Return a copy of every line in the data below that contains "display".

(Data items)
+++
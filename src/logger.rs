use std::path::Path;

use anyhow::Result;
use tracing_appender::{non_blocking::WorkerGuard, rolling::{RollingFileAppender, Rotation}};
use tracing_subscriber::{EnvFilter, fmt, prelude::*};

pub const LOG_FILE: &str = "feedflow.log";

fn filter(log_level: &str) -> Result<EnvFilter> {
    // RUST_LOG wins over the configured level
    match std::env::var(EnvFilter::DEFAULT_ENV) {
        Ok(directives) if !directives.trim().is_empty() => build_filter(&directives),
        _ => build_filter(log_level),
    }
}

fn build_filter(directives: &str) -> Result<EnvFilter> {
    Ok(EnvFilter::try_new(directives)?
        .add_directive("hyper=warn".parse()?)
        .add_directive("reqwest=warn".parse()?)
        .add_directive("h2=warn".parse()?))
}

/// Installs the global subscriber: stdout, plus a daily rolling file in
/// `log_dir` when given. Keep the returned guard alive until exit or buffered
/// file lines are lost.
pub fn init_tracing(log_level: &str, log_dir: Option<&Path>) -> Result<Option<WorkerGuard>> {
    let stdout_layer = fmt::layer().with_target(false).with_thread_names(true);

    let (file_layer, guard) = match log_dir {
        Some(dir) => {
            std::fs::create_dir_all(dir)?;
            let appender = RollingFileAppender::new(Rotation::DAILY, dir, LOG_FILE);
            let (writer, guard) = tracing_appender::non_blocking(appender);
            (Some(fmt::layer().with_writer(writer).with_ansi(false)), Some(guard))
        }
        None => (None, None),
    };

    tracing_subscriber::registry()
        .with(filter(log_level)?)
        .with(stdout_layer)
        .with(file_layer)
        .try_init()?;
    Ok(guard)
}

#[cfg(test)]
mod tests {
    use super::*;

    #[test]
    fn directives() {
        assert!(build_filter("info").is_ok());
        assert!(build_filter("feedflow=debug,warn").is_ok());
        assert!(build_filter("feedflow=loud").is_err());
    }
}
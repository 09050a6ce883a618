use std::path::PathBuf;

use async_trait::async_trait;
use flow_plugin::{AppConfig, Field, Output, ParamSpec, Params, PluginConfig, PluginError, Record};
use serde_json::{Map, Value};
use tokio::{fs::OpenOptions, io::AsyncWriteExt};

/// Appends records to a file as JSON lines. With `input`, each line holds
/// only the listed fields, keyed by path.
#[derive(Debug)]
pub struct IoOutput {
    path: PathBuf,
    fields: Option<Vec<Field>>,
}

pub fn schema(_app: &AppConfig) -> Vec<ParamSpec> {
    vec![ParamSpec::required("output"), ParamSpec::optional("input")]
}

pub fn build(cfg: &PluginConfig, params: &Params) -> Result<Box<dyn Output>, PluginError> {
    let output = PathBuf::from(params.string("output")?);
    let path = if output.is_relative() { cfg.flow.data_dir.join(output) } else { output };
    Ok(Box::new(IoOutput {
        path,
        fields: params.opt_fields("input")?,
    }))
}

impl IoOutput {
    fn line(&self, record: &Record) -> Result<String, PluginError> {
        let value = match &self.fields {
            Some(fields) => {
                let mut map = Map::new();
                for f in fields {
                    map.insert(f.path().to_string(), f.read(record).to_json());
                }
                Value::Object(map)
            }
            None => serde_json::to_value(record).map_err(PluginError::exec)?,
        };
        let mut line = serde_json::to_string(&value).map_err(PluginError::exec)?;
        line.push('\n');
        Ok(line)
    }
}

#[async_trait]
impl Output for IoOutput {
    fn name(&self) -> &str {
        "io"
    }

    fn output_list(&self) -> Vec<String> {
        vec![self.path.display().to_string()]
    }

    async fn send(&self, records: &[Record]) -> Result<(), PluginError> {
        let mut buf = String::new();
        for record in records {
            buf.push_str(&self.line(record)?);
        }
        if let Some(parent) = self.path.parent() {
            tokio::fs::create_dir_all(parent).await.map_err(PluginError::exec)?;
        }
        let mut file = OpenOptions::new()
            .create(true)
            .append(true)
            .open(&self.path)
            .await
            .map_err(|e| PluginError::Exec(format!("{}: {e}", self.path.display())))?;
        file.write_all(buf.as_bytes()).await.map_err(PluginError::exec)?;
        file.flush().await.map_err(PluginError::exec)?;
        Ok(())
    }
}
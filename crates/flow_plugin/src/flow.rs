use std::{
    path::{Path, PathBuf},
    sync::atomic::{AtomicU64, Ordering},
    time::Duration,
};

use serde::Serialize;
use sha2::{Digest, Sha256};
use tokio::sync::Mutex;
use uuid::Uuid;

use crate::config::AppConfig;

/// First six hex chars of the SHA-256 of `name`.
pub fn flow_hash(name: &str) -> String {
    let digest = Sha256::digest(name.as_bytes());
    hex::encode(digest)[..6].to_string()
}

/// Per-flow counters. Everything except `runs` is reset at the start of a run.
#[derive(Debug, Default)]
pub struct FlowMetrics {
    errors: AtomicU64,
    expired: AtomicU64,
    no_data: AtomicU64,
    received: AtomicU64,
    sent: AtomicU64,
    runs: AtomicU64,
}

#[derive(Debug, Clone, Copy, Default, PartialEq, Eq, Serialize)]
pub struct MetricsSnapshot {
    pub errors: u64,
    pub expired: u64,
    pub no_data: u64,
    pub received: u64,
    pub sent: u64,
    pub runs: u64,
}

impl FlowMetrics {
    pub fn reset(&self) {
        for counter in [&self.errors, &self.expired, &self.no_data, &self.received, &self.sent] {
            counter.store(0, Ordering::Relaxed);
        }
        self.runs.fetch_add(1, Ordering::Relaxed);
    }

    pub fn error(&self) {
        self.errors.fetch_add(1, Ordering::Relaxed);
    }

    pub fn expired(&self, count: u64) {
        self.expired.fetch_add(count, Ordering::Relaxed);
    }

    pub fn no_data(&self) {
        self.no_data.fetch_add(1, Ordering::Relaxed);
    }

    pub fn set_received(&self, count: u64) {
        self.received.store(count, Ordering::Relaxed);
    }

    pub fn set_sent(&self, count: u64) {
        self.sent.store(count, Ordering::Relaxed);
    }

    pub fn snapshot(&self) -> MetricsSnapshot {
        MetricsSnapshot {
            errors: self.errors.load(Ordering::Relaxed),
            expired: self.expired.load(Ordering::Relaxed),
            no_data: self.no_data.load(Ordering::Relaxed),
            received: self.received.load(Ordering::Relaxed),
            sent: self.sent.load(Ordering::Relaxed),
            runs: self.runs.load(Ordering::Relaxed),
        }
    }
}

/// Everything a plugin may know about the flow that owns it.
#[derive(Debug)]
pub struct FlowInfo {
    pub id: Uuid,
    pub hash: String,
    pub name: String,
    pub config_path: PathBuf,
    pub data_dir: PathBuf,
    pub state_dir: PathBuf,
    pub temp_dir: PathBuf,
    pub interval: Duration,
    /// Maximum number of overlapping executions.
    pub instance: usize,
    pub metrics: FlowMetrics,
    state_lock: Mutex<()>,
}

impl FlowInfo {
    pub fn new(name: &str, config_path: &Path, app: &AppConfig, interval: Duration, instance: usize) -> Self {
        let data_dir = app.flow_data.join(name);
        Self {
            id: Uuid::new_v4(),
            hash: flow_hash(name),
            name: name.to_string(),
            config_path: config_path.to_path_buf(),
            state_dir: data_dir.clone(),
            temp_dir: data_dir.join("tmp"),
            data_dir,
            interval,
            instance: instance.max(1),
            metrics: FlowMetrics::default(),
            state_lock: Mutex::new(()),
        }
    }

    /// Serialises load-modify-save of this flow's state.
    pub fn state_lock(&self) -> &Mutex<()> {
        &self.state_lock
    }

    pub fn create_dirs(&self) -> std::io::Result<()> {
        std::fs::create_dir_all(&self.state_dir)?;
        std::fs::create_dir_all(&self.temp_dir)
    }
}

#[cfg(test)]
mod tests {
    use super::*;

    #[test]
    fn hash_is_short_lower_hex() {
        let h = flow_hash("news-feed");
        assert_eq!(h.len(), 6);
        assert!(h.chars().all(|c| c.is_ascii_digit() || c.is_ascii_lowercase()));
        assert_eq!(h, flow_hash("news-feed"));
        assert_ne!(h, flow_hash("other"));
    }

    #[test]
    fn layout_under_flow_data() {
        let app = AppConfig::with_base_dir(Path::new("/srv/ff"));
        let info = FlowInfo::new("news", Path::new("/srv/ff/flows/news.yaml"), &app, Duration::from_secs(60), 0);
        assert_eq!(info.data_dir, PathBuf::from("/srv/ff/data/news"));
        assert_eq!(info.state_dir, info.data_dir);
        assert_eq!(info.temp_dir, PathBuf::from("/srv/ff/data/news/tmp"));
        assert_eq!(info.instance, 1);
    }

    #[test]
    fn reset_keeps_runs() {
        let m = FlowMetrics::default();
        m.reset();
        m.error();
        m.set_sent(4);
        m.reset();
        let s = m.snapshot();
        assert_eq!(s.errors, 0);
        assert_eq!(s.sent, 0);
        assert_eq!(s.runs, 2);
    }
}
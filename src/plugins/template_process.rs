use async_trait::async_trait;
use flow_plugin::{
    AppConfig, Field, FieldError, FieldType, ParamSpec, Params, PluginConfig, PluginError, Process, Record, StageInfo,
};
use handlebars::Handlebars;

const TEMPLATE_NAME: &str = "record";

/// Renders a Handlebars template against the record into a string field.
///
/// The whole record is the template context, so sections and fields are
/// addressed as in the record itself:
///
/// ```handlebars
/// {{rss.title}} ({{meta.time_format}})
/// {{#each rss.links}}
/// - {{this}}
/// {{/each}}
/// ```
///
/// Output is not HTML-escaped.
pub struct TemplateProcess {
    stage: StageInfo,
    output: Field,
    handlebars: Handlebars<'static>,
}

pub fn schema(_app: &AppConfig) -> Vec<ParamSpec> {
    vec![ParamSpec::required("format"), ParamSpec::required("output")]
}

pub fn build(cfg: &PluginConfig, params: &Params) -> Result<Box<dyn Process>, PluginError> {
    let mut outputs = params.fields("output")?;
    if outputs.len() != 1 {
        return Err(PluginError::Config("parameter `output`: expected a single field".into()));
    }
    let output = outputs.remove(0);
    if output.kind() != FieldType::String {
        return Err(FieldError::TypeMismatch {
            input: "format".into(),
            input_type: FieldType::String,
            output: output.path().to_string(),
            output_type: output.kind(),
        }
        .into());
    }

    let mut handlebars = Handlebars::new();
    handlebars.register_escape_fn(handlebars::no_escape);
    handlebars
        .register_template_string(TEMPLATE_NAME, params.string("format")?)
        .map_err(|e| PluginError::Config(format!("invalid template: {e}")))?;

    Ok(Box::new(TemplateProcess {
        stage: StageInfo::from_params(cfg, params)?,
        output,
        handlebars,
    }))
}

#[async_trait]
impl Process for TemplateProcess {
    fn stage(&self) -> &StageInfo {
        &self.stage
    }

    fn name(&self) -> &str {
        "template"
    }

    #[tracing::instrument(name = "template_process", skip_all, fields(alias = %self.stage.alias))]
    async fn process(&self, mut records: Vec<Record>) -> Result<Vec<Record>, PluginError> {
        for record in &mut records {
            let rendered = self
                .handlebars
                .render(TEMPLATE_NAME, &*record)
                .map_err(PluginError::exec)?;
            self.output.set_string(record, rendered)?;
        }
        Ok(records)
    }
}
+++
> **Task result**:
        vec![self.path.display().to_string()]
            .map_err(|e| PluginError::Exec(format!("{}: {e}", self.path.display())))?;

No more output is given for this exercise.